ENTRIES SHOWN START

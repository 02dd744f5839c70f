//! Seed phrase generation.
//!
//! Word-pair seeds are the basis for alias identities: the seed becomes the
//! alias name prefix, the alias email local part, and the context label.
//! One seed per service; never reuse one across services.

use std::path::Path;

use colored::Colorize;

use crate::error::Result;
use crate::identity;

pub fn run(count: usize, export: bool) -> Result<()> {
    let seeds = identity::seed_phrases(count);

    println!();
    println!("  {}", "pane scramble — alias seeds".bold());
    println!("  Use one seed per service. Never reuse.");
    println!();
    println!("  {:<28} {:<48} {}", "SEED", "ALIAS EMAIL EXAMPLE", "COMMAND");
    println!("  {:─<28} {:─<48} {:─<28}", "", "", "");
    for seed in &seeds {
        let suffix = identity::seed_suffix(seed);
        let email = format!("{seed}-{suffix}@alias.yourdomain.com");
        let command = format!("pane enroll <url> --seed {seed}");
        println!("  {:<28} {:<48} {}", seed.green(), email, command.dimmed());
    }
    println!();
    println!("  {} seeds generated from OS entropy", seeds.len());
    println!();

    if export {
        let path = Path::new("alias-seeds.txt");
        std::fs::write(path, seeds.join("\n") + "\n")?;
        println!("  Written to {}", path.display());
        println!(
            "  {} Keep this file private. Delete it when done. Never commit it.",
            "⚠".yellow()
        );
        println!();
    }

    Ok(())
}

ENTRIES SHOWN END

◆ ASSIGNED TASK: Word for word, give back the data shown above.

◆ RESPONSE:
repository 02dd744f5839c70f
//! Seed phrase generation.
//!
//! Word-pair seeds are the basis for alias identities: the seed becomes the
//! alias name prefix, the alias email local part, and the context label.
//! One seed per service; never reuse one across services.

use std::path::Path;

use colored::Colorize;

use crate::error::Result;
use crate::identity;

pub fn run(count: usize, export: bool) -> Result<()> {
    let seeds = identity::seed_phrases(count);

    println!();
    println!("  {}", "pane scramble — alias seeds".bold());
    println!("  Use one seed per service. Never reuse.");
    println!();
    println!("  {:<28} {:<48} {}", "SEED", "ALIAS EMAIL EXAMPLE", "COMMAND");
    println!("  {:─<28} {:─<48} {:─<28}", "", "", "");
    for seed in &seeds {
        let suffix = identity::seed_suffix(seed);
        let email = format!("{seed}-{suffix}@alias.yourdomain.com");
        let command = format!("pane enroll <url> --seed {seed}");
        println!("  {:<28} {:<48} {}", seed.green(), email, command.dimmed());
    }
    println!();
    println!("  {} seeds generated from OS entropy", seeds.len());
    println!();

    if export {
        let path = Path::new("alias-seeds.txt");
        std::fs::write(path, seeds.join("\n") + "\n")?;
        println!("  Written to {}", path.display());
        println!(
            "  {} Keep this file private. Delete it when done. Never commit it.",
            "⚠".yellow()
        );
        println!();
    }

    Ok(())
}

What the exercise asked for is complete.